Last week, the US TV news anchor Mika Brzezinski refused to read an item on Paris Hilton’s release from jail, because she said there were too many other important stories that day that should have led the bulletin. She shredded the script live on air. Brzezinski felt honour-bound to point out that some stories were, in her view, high in the running order because they are fashionable.
I’ve just presented my views on this subject at the NCVO seminar in Nottingham. Of course it was an opportunity to fish out the ‘Freddie Starr ate my hamster’ headline and to whinge on about how difficult it is to get the press to understand the value of third sector stories. The former I did; the latter I did not.
‘Fashionable’ is basically whatever is on the media’s agenda at any particular time and particular day. At the moment, for example, a number of journalists seem to be pursuing interviews with teenagers with mental health problems. There’s nothing wrong with an agenda: it is the law of supply and demand.
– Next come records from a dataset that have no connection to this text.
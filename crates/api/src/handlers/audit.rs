//! Audit trail: the write helper every admin mutation calls, and the
//! admin-only query endpoint.

use axum::extract::{Query, State};
use axum::Json;
use vitrine_core::audit::redact_sensitive_fields;
use vitrine_core::types::DbId;
use vitrine_db::models::audit::{AuditLogPage, AuditQuery, CreateAuditLog};
use vitrine_db::repositories::AuditLogRepo;

use crate::error::AppResult;
use crate::middleware::auth::AuthUser;
use crate::middleware::rbac::RequireAdmin;
use crate::response::DataResponse;
use crate::state::AppState;

/// Record an action taken by an authenticated user.
///
/// Details are redacted before they are stored. A failed write is logged
/// and otherwise ignored so the mutation itself still succeeds.
pub async fn record(
    state: &AppState,
    actor: &AuthUser,
    action_type: &str,
    entity_type: &str,
    entity_id: Option<DbId>,
    details: Option<serde_json::Value>,
) {
    let entry = CreateAuditLog {
        user_id: Some(actor.user_id),
        action_type: action_type.to_string(),
        entity_type: Some(entity_type.to_string()),
        entity_id,
        details_json: details.as_ref().map(redact_sensitive_fields),
        ip_address: actor.ip_address.clone(),
    };
    write(state, &entry).await;
}

/// Record a login or logout, where no [`AuthUser`] exists yet.
pub async fn record_session_event(
    state: &AppState,
    user_id: DbId,
    action_type: &str,
    ip_address: Option<String>,
) {
    let entry = CreateAuditLog {
        user_id: Some(user_id),
        action_type: action_type.to_string(),
        entity_type: Some("users".to_string()),
        entity_id: Some(user_id),
        details_json: None,
        ip_address,
    };
    write(state, &entry).await;
}

async fn write(state: &AppState, entry: &CreateAuditLog) {
    if let Err(e) = AuditLogRepo::insert(&state.pool, entry).await {
        tracing::warn!(
            error = %e,
            action_type = %entry.action_type,
            entity_id = ?entry.entity_id,
            "Failed to write audit log entry"
        );
    }
}

// ---------------------------------------------------------------------------
// Handlers
// ---------------------------------------------------------------------------

/// GET /api/v1/admin/audit-logs
///
/// Filter by `user_id`, `action_type`, `entity_type`, `entity_id` and a
/// `from`/`to` time range. Newest first, paginated with `limit`/`offset`.
pub async fn list_audit_logs(
    State(state): State<AppState>,
    RequireAdmin(_admin): RequireAdmin,
    Query(params): Query<AuditQuery>,
) -> AppResult<Json<DataResponse<AuditLogPage>>> {
    let items = AuditLogRepo::query(&state.pool, &params).await?;
    let total = AuditLogRepo::count(&state.pool, &params).await?;
    Ok(Json(DataResponse {
        data: AuditLogPage { items, total },
    }))
}
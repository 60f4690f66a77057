//! Repository for the `contact_submissions` table.

use sqlx::PgPool;
use vitrine_core::search::{clamp_limit, clamp_offset, DEFAULT_PAGE_SIZE, MAX_PAGE_SIZE};
use vitrine_core::types::DbId;

use crate::models::contact::{
    ContactQuery, ContactSubmission, CreateContactSubmission, StatusCount,
};

const COLUMNS: &str = "id, name, email, phone, company, subject, message, status, \
    ip_address, user_agent, deleted_at, created_at, updated_at";

/// Shared filter for list and count. `$1` is the status, `$2` an ILIKE
/// pattern matched against name, email, subject and message.
const FILTER: &str = "deleted_at IS NULL \
    AND ($1::TEXT IS NULL OR status = $1) \
    AND ($2::TEXT IS NULL OR name ILIKE $2 OR email ILIKE $2 \
         OR subject ILIKE $2 OR message ILIKE $2)";

/// Provides storage and triage operations for contact submissions.
pub struct ContactSubmissionRepo;

impl ContactSubmissionRepo {
    /// Record a new submission with status `new`.
    pub async fn create(
        pool: &PgPool,
        input: &CreateContactSubmission,
    ) -> Result<ContactSubmission, sqlx::Error> {
        let query = format!(
            "INSERT INTO contact_submissions \
                (name, email, phone, company, subject, message, ip_address, user_agent) \
             VALUES ($1, $2, $3, $4, $5, $6, $7, $8) \
             RETURNING {COLUMNS}"
        );
        sqlx::query_as::<_, ContactSubmission>(&query)
            .bind(&input.name)
            .bind(&input.email)
            .bind(&input.phone)
            .bind(&input.company)
            .bind(&input.subject)
            .bind(&input.message)
            .bind(&input.ip_address)
            .bind(&input.user_agent)
            .fetch_one(pool)
            .await
    }

    pub async fn find_by_id(
        pool: &PgPool,
        id: DbId,
    ) -> Result<Option<ContactSubmission>, sqlx::Error> {
        let query = format!(
            "SELECT {COLUMNS} FROM contact_submissions WHERE id = $1 AND deleted_at IS NULL"
        );
        sqlx::query_as::<_, ContactSubmission>(&query)
            .bind(id)
            .fetch_optional(pool)
            .await
    }

    /// Newest first, filtered and paginated.
    pub async fn list(
        pool: &PgPool,
        params: &ContactQuery,
    ) -> Result<Vec<ContactSubmission>, sqlx::Error> {
        let limit = clamp_limit(params.limit, DEFAULT_PAGE_SIZE, MAX_PAGE_SIZE);
        let offset = clamp_offset(params.offset);
        let query = format!(
            "SELECT {COLUMNS} FROM contact_submissions WHERE {FILTER} \
             ORDER BY created_at DESC, id DESC \
             LIMIT $3 OFFSET $4"
        );
        sqlx::query_as::<_, ContactSubmission>(&query)
            .bind(&params.status)
            .bind(search_pattern(params.search.as_deref()))
            .bind(limit)
            .bind(offset)
            .fetch_all(pool)
            .await
    }

    /// Total rows matching the same filter as [`Self::list`].
    pub async fn count(pool: &PgPool, params: &ContactQuery) -> Result<i64, sqlx::Error> {
        let query = format!("SELECT COUNT(*) FROM contact_submissions WHERE {FILTER}");
        sqlx::query_scalar::<_, i64>(&query)
            .bind(&params.status)
            .bind(search_pattern(params.search.as_deref()))
            .fetch_one(pool)
            .await
    }

    /// Live submission counts grouped by status.
    pub async fn status_counts(pool: &PgPool) -> Result<Vec<StatusCount>, sqlx::Error> {
        sqlx::query_as::<_, StatusCount>(
            "SELECT status, COUNT(*) AS count FROM contact_submissions \
             WHERE deleted_at IS NULL GROUP BY status ORDER BY status",
        )
        .fetch_all(pool)
        .await
    }

    /// Move a submission to a new workflow status.
    pub async fn set_status(
        pool: &PgPool,
        id: DbId,
        status: &str,
    ) -> Result<Option<ContactSubmission>, sqlx::Error> {
        let query = format!(
            "UPDATE contact_submissions SET status = $2 \
             WHERE id = $1 AND deleted_at IS NULL \
             RETURNING {COLUMNS}"
        );
        sqlx::query_as::<_, ContactSubmission>(&query)
            .bind(id)
            .bind(status)
            .fetch_optional(pool)
            .await
    }

    /// Soft-delete a submission. Returns `true` if a live row was hidden.
    pub async fn soft_delete(pool: &PgPool, id: DbId) -> Result<bool, sqlx::Error> {
        let result = sqlx::query(
            "UPDATE contact_submissions SET deleted_at = NOW() \
             WHERE id = $1 AND deleted_at IS NULL",
        )
        .bind(id)
        .execute(pool)
        .await?;
        Ok(result.rows_affected() > 0)
    }
}

/// Wrap a free-text search in `%...%`, escaping LIKE metacharacters.
fn search_pattern(search: Option<&str>) -> Option<String> {
    let term = search.map(str::trim).filter(|s| !s.is_empty())?;
    let escaped = term
        .replace('\\', "\\\\")
        .replace('%', "\\%")
        .replace('_', "\\_");
    Some(format!("%{escaped}%"))
}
Sometimes I am deluged by calls from TV companies who want to film at one of our services on the day. Yet the morning I offered a rare opportunity to film four injecting drug users for Turning Point’s ‘At the Sharp End’ campaign, this golden opportunity went missing because it was not on the media’s agenda that day.
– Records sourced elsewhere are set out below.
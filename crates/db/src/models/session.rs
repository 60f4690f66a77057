//! Refresh-token session model.

use sqlx::FromRow;
use vitrine_core::types::{DbId, Timestamp};

/// A row from the `user_sessions` table.
///
/// Rows outlive revocation until they expire so that a rotated token
/// presented a second time can still be recognised.
#[derive(Debug, Clone, FromRow)]
pub struct UserSession {
    pub id: DbId,
    pub user_id: DbId,
    pub refresh_token_hash: String,
    pub expires_at: Timestamp,
    pub is_revoked: bool,
    pub revoked_at: Option<Timestamp>,
    /// The session this one was exchanged for on refresh.
    pub replaced_by: Option<DbId>,
    pub user_agent: Option<String>,
    pub ip_address: Option<String>,
    pub created_at: Timestamp,
    pub updated_at: Timestamp,
}

impl UserSession {
    /// A token that was already rotated away is being presented again.
    pub fn is_reused(&self) -> bool {
        self.replaced_by.is_some()
    }

    /// Usable for a refresh at `now`.
    pub fn is_live(&self, now: Timestamp) -> bool {
        !self.is_revoked && self.expires_at > now
    }
}

pub struct CreateSession {
    pub user_id: DbId,
    pub refresh_token_hash: String,
    pub expires_at: Timestamp,
    pub user_agent: Option<String>,
    pub ip_address: Option<String>,
}

#[cfg(test)]
mod tests {
    use chrono::{Duration, Utc};

    use super::*;

    fn session(is_revoked: bool, expires_in: Duration, replaced_by: Option<DbId>) -> UserSession {
        let now = Utc::now();
        UserSession {
            id: 1,
            user_id: 7,
            refresh_token_hash: "hash".into(),
            expires_at: now + expires_in,
            is_revoked,
            revoked_at: is_revoked.then_some(now),
            replaced_by,
            user_agent: None,
            ip_address: None,
            created_at: now,
            updated_at: now,
        }
    }

    #[test]
    fn fresh_session_is_live() {
        let s = session(false, Duration::days(1), None);
        assert!(s.is_live(Utc::now()));
        assert!(!s.is_reused());
    }

    #[test]
    fn expired_or_revoked_is_not_live() {
        assert!(!session(false, Duration::seconds(-1), None).is_live(Utc::now()));
        assert!(!session(true, Duration::days(1), None).is_live(Utc::now()));
    }

    #[test]
    fn rotated_session_counts_as_reuse() {
        assert!(session(true, Duration::days(1), Some(2)).is_reused());
    }
}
As a former BBC journalist I know that this is the way the media work. But, although this experience was frustrating, I know that next time I’ll use exactly the same tactic. On that occasion there’s every chance that it will dovetail with the media’s agenda.
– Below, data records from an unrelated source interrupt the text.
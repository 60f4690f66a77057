//! Handlers for `/admin/users` (backoffice accounts).
//!
//! All handlers require the `admin` role via [`RequireAdmin`].

use axum::extract::{Path, State};
use axum::http::StatusCode;
use axum::Json;
use serde::Deserialize;
use serde_json::json;
use validator::Validate;
use vitrine_core::audit::action_types;
use vitrine_core::error::CoreError;
use vitrine_core::roles::ROLE_ADMIN;
use vitrine_core::status::normalize_email;
use vitrine_core::types::DbId;
use vitrine_db::models::role::Role;
use vitrine_db::models::user::{CreateUser, UpdateUser, User, UserResponse};
use vitrine_db::repositories::{RoleRepo, SessionRepo, UserRepo};

use super::audit;
use crate::auth::password::{hash_password, validate_password_strength, MIN_PASSWORD_LENGTH};
use crate::error::{AppError, AppResult};
use crate::middleware::rbac::RequireAdmin;
use crate::response::DataResponse;
use crate::state::AppState;

// ---------------------------------------------------------------------------
// Request types
// ---------------------------------------------------------------------------

#[derive(Debug, Deserialize, Validate)]
pub struct CreateUserRequest {
    #[validate(length(min = 3, max = 50))]
    pub username: String,
    #[validate(email)]
    pub email: String,
    pub password: String,
    pub role_id: DbId,
}

#[derive(Debug, Deserialize, Validate)]
pub struct UpdateUserRequest {
    #[validate(length(min = 3, max = 50))]
    pub username: Option<String>,
    #[validate(email)]
    pub email: Option<String>,
    pub role_id: Option<DbId>,
    pub is_active: Option<bool>,
}

#[derive(Debug, Deserialize)]
pub struct ResetPasswordRequest {
    pub new_password: String,
}

// ---------------------------------------------------------------------------
// Handlers
// ---------------------------------------------------------------------------

/// GET /api/v1/admin/users
pub async fn list_users(
    State(state): State<AppState>,
    RequireAdmin(_admin): RequireAdmin,
) -> AppResult<Json<DataResponse<Vec<UserResponse>>>> {
    let users = UserRepo::list(&state.pool).await?;
    let roles = RoleRepo::list(&state.pool).await?;
    let data = users
        .iter()
        .map(|u| UserResponse::from_user(u, role_name(&roles, u.role_id)))
        .collect();
    Ok(Json(DataResponse { data }))
}

/// GET /api/v1/admin/roles
pub async fn list_roles(
    State(state): State<AppState>,
    RequireAdmin(_admin): RequireAdmin,
) -> AppResult<Json<DataResponse<Vec<Role>>>> {
    let roles = RoleRepo::list(&state.pool).await?;
    Ok(Json(DataResponse { data: roles }))
}

/// POST /api/v1/admin/users
pub async fn create_user(
    State(state): State<AppState>,
    RequireAdmin(admin): RequireAdmin,
    Json(input): Json<CreateUserRequest>,
) -> AppResult<(StatusCode, Json<DataResponse<UserResponse>>)> {
    input.validate()?;
    validate_password_strength(&input.password, MIN_PASSWORD_LENGTH)
        .map_err(|msg| AppError::Core(CoreError::Validation(msg)))?;
    ensure_role_exists(&state, input.role_id).await?;

    let password_hash = hash_password(&input.password)
        .map_err(|e| AppError::InternalError(format!("Password hashing error: {e}")))?;

    let user = UserRepo::create(
        &state.pool,
        &CreateUser {
            username: input.username.trim().to_string(),
            email: normalize_email(&input.email),
            password_hash,
            role_id: input.role_id,
        },
    )
    .await?;

    tracing::info!(user_id = user.id, created_by = admin.user_id, "User created");
    audit::record(
        &state,
        &admin,
        action_types::ENTITY_CREATE,
        "users",
        Some(user.id),
        Some(json!({ "username": user.username, "role_id": user.role_id })),
    )
    .await;

    let response = user_to_response(&state, &user).await?;
    Ok((StatusCode::CREATED, Json(DataResponse { data: response })))
}

/// GET /api/v1/admin/users/{id}
pub async fn get_user(
    State(state): State<AppState>,
    RequireAdmin(_admin): RequireAdmin,
    Path(id): Path<DbId>,
) -> AppResult<Json<DataResponse<UserResponse>>> {
    let user = find_user(&state, id).await?;
    let response = user_to_response(&state, &user).await?;
    Ok(Json(DataResponse { data: response }))
}

/// PUT /api/v1/admin/users/{id}
///
/// Refuses to demote or deactivate the last active admin.
pub async fn update_user(
    State(state): State<AppState>,
    RequireAdmin(admin): RequireAdmin,
    Path(id): Path<DbId>,
    Json(input): Json<UpdateUserRequest>,
) -> AppResult<Json<DataResponse<UserResponse>>> {
    input.validate()?;
    let existing = find_user(&state, id).await?;

    if let Some(role_id) = input.role_id {
        ensure_role_exists(&state, role_id).await?;
    }
    let loses_admin = input.is_active == Some(false)
        || input.role_id.is_some_and(|r| r != existing.role_id);
    if loses_admin {
        guard_last_admin(&state, &existing).await?;
    }

    let update = UpdateUser {
        username: input.username.map(|u| u.trim().to_string()),
        email: input.email.as_deref().map(normalize_email),
        role_id: input.role_id,
        is_active: input.is_active,
    };
    let user = UserRepo::update(&state.pool, id, &update)
        .await?
        .ok_or(AppError::Core(CoreError::NotFound { entity: "User", id }))?;

    if input.is_active == Some(false) {
        SessionRepo::revoke_all_for_user(&state.pool, id).await?;
    }

    audit::record(
        &state,
        &admin,
        action_types::ENTITY_UPDATE,
        "users",
        Some(id),
        Some(json!({ "role_id": update.role_id, "is_active": update.is_active })),
    )
    .await;

    let response = user_to_response(&state, &user).await?;
    Ok(Json(DataResponse { data: response }))
}

/// DELETE /api/v1/admin/users/{id}
///
/// Deactivate (users are never hard-deleted) and revoke their sessions.
pub async fn deactivate_user(
    State(state): State<AppState>,
    RequireAdmin(admin): RequireAdmin,
    Path(id): Path<DbId>,
) -> AppResult<StatusCode> {
    if id == admin.user_id {
        return Err(AppError::Core(CoreError::Conflict(
            "You cannot deactivate your own account".into(),
        )));
    }
    let existing = find_user(&state, id).await?;
    guard_last_admin(&state, &existing).await?;

    if !UserRepo::deactivate(&state.pool, id).await? {
        return Err(AppError::Core(CoreError::Conflict(
            "User is already deactivated".into(),
        )));
    }
    SessionRepo::revoke_all_for_user(&state.pool, id).await?;

    tracing::info!(user_id = id, deactivated_by = admin.user_id, "User deactivated");
    audit::record(
        &state,
        &admin,
        action_types::ENTITY_DELETE,
        "users",
        Some(id),
        None,
    )
    .await;

    Ok(StatusCode::NO_CONTENT)
}

/// POST /api/v1/admin/users/{id}/reset-password
///
/// Set a new password and sign the user out everywhere.
pub async fn reset_password(
    State(state): State<AppState>,
    RequireAdmin(admin): RequireAdmin,
    Path(id): Path<DbId>,
    Json(input): Json<ResetPasswordRequest>,
) -> AppResult<StatusCode> {
    validate_password_strength(&input.new_password, MIN_PASSWORD_LENGTH)
        .map_err(|msg| AppError::Core(CoreError::Validation(msg)))?;

    let password_hash = hash_password(&input.new_password)
        .map_err(|e| AppError::InternalError(format!("Password hashing error: {e}")))?;

    if !UserRepo::update_password(&state.pool, id, &password_hash).await? {
        return Err(AppError::Core(CoreError::NotFound { entity: "User", id }));
    }
    SessionRepo::revoke_all_for_user(&state.pool, id).await?;

    audit::record(
        &state,
        &admin,
        action_types::ENTITY_UPDATE,
        "users",
        Some(id),
        Some(json!({ "password_reset": true })),
    )
    .await;

    Ok(StatusCode::NO_CONTENT)
}

// ---------------------------------------------------------------------------
// Helpers
// ---------------------------------------------------------------------------

async fn find_user(state: &AppState, id: DbId) -> AppResult<User> {
    UserRepo::find_by_id(&state.pool, id)
        .await?
        .ok_or(AppError::Core(CoreError::NotFound { entity: "User", id }))
}

async fn user_to_response(state: &AppState, user: &User) -> AppResult<UserResponse> {
    let role = RoleRepo::resolve_name(&state.pool, user.role_id).await?;
    Ok(UserResponse::from_user(user, role))
}

async fn ensure_role_exists(state: &AppState, role_id: DbId) -> AppResult<()> {
    RoleRepo::find_by_id(&state.pool, role_id)
        .await?
        .map(|_| ())
        .ok_or_else(|| AppError::Core(CoreError::Validation(format!("Unknown role id {role_id}"))))
}

/// Fail with 409 if `user` is the only active admin.
async fn guard_last_admin(state: &AppState, user: &User) -> AppResult<()> {
    let Some(admin_role) = RoleRepo::find_by_name(&state.pool, ROLE_ADMIN).await? else {
        return Ok(());
    };
    if user.role_id != admin_role.id || !user.is_active {
        return Ok(());
    }
    let others = UserRepo::count_active_with_role(&state.pool, admin_role.id, user.id).await?;
    if others == 0 {
        return Err(AppError::Core(CoreError::Conflict(
            "Cannot remove the last active admin".into(),
        )));
    }
    Ok(())
}

fn role_name(roles: &[Role], role_id: DbId) -> String {
    roles
        .iter()
        .find(|r| r.id == role_id)
        .map(|r| r.name.clone())
        .unwrap_or_default()
}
There has been an improvement in relations between the media and our sector. Organisations such as Ask Charity put on speed-dating-style conferences where journalists find out more about not-for-profit organisations.
And we’re getting organised too. Rob Dyson at disability charity Scope has
set up a discussion group on the networking site Facebook so that third-sector comms people can share best practice.
Comms officers can get the media to concentrate on serious matters and we should aim high, when we have the right story. The answer is to keep trying and to give journalists, as an output editor said to me on my first TV placement 10 years ago, ‘a rattling good yarn’.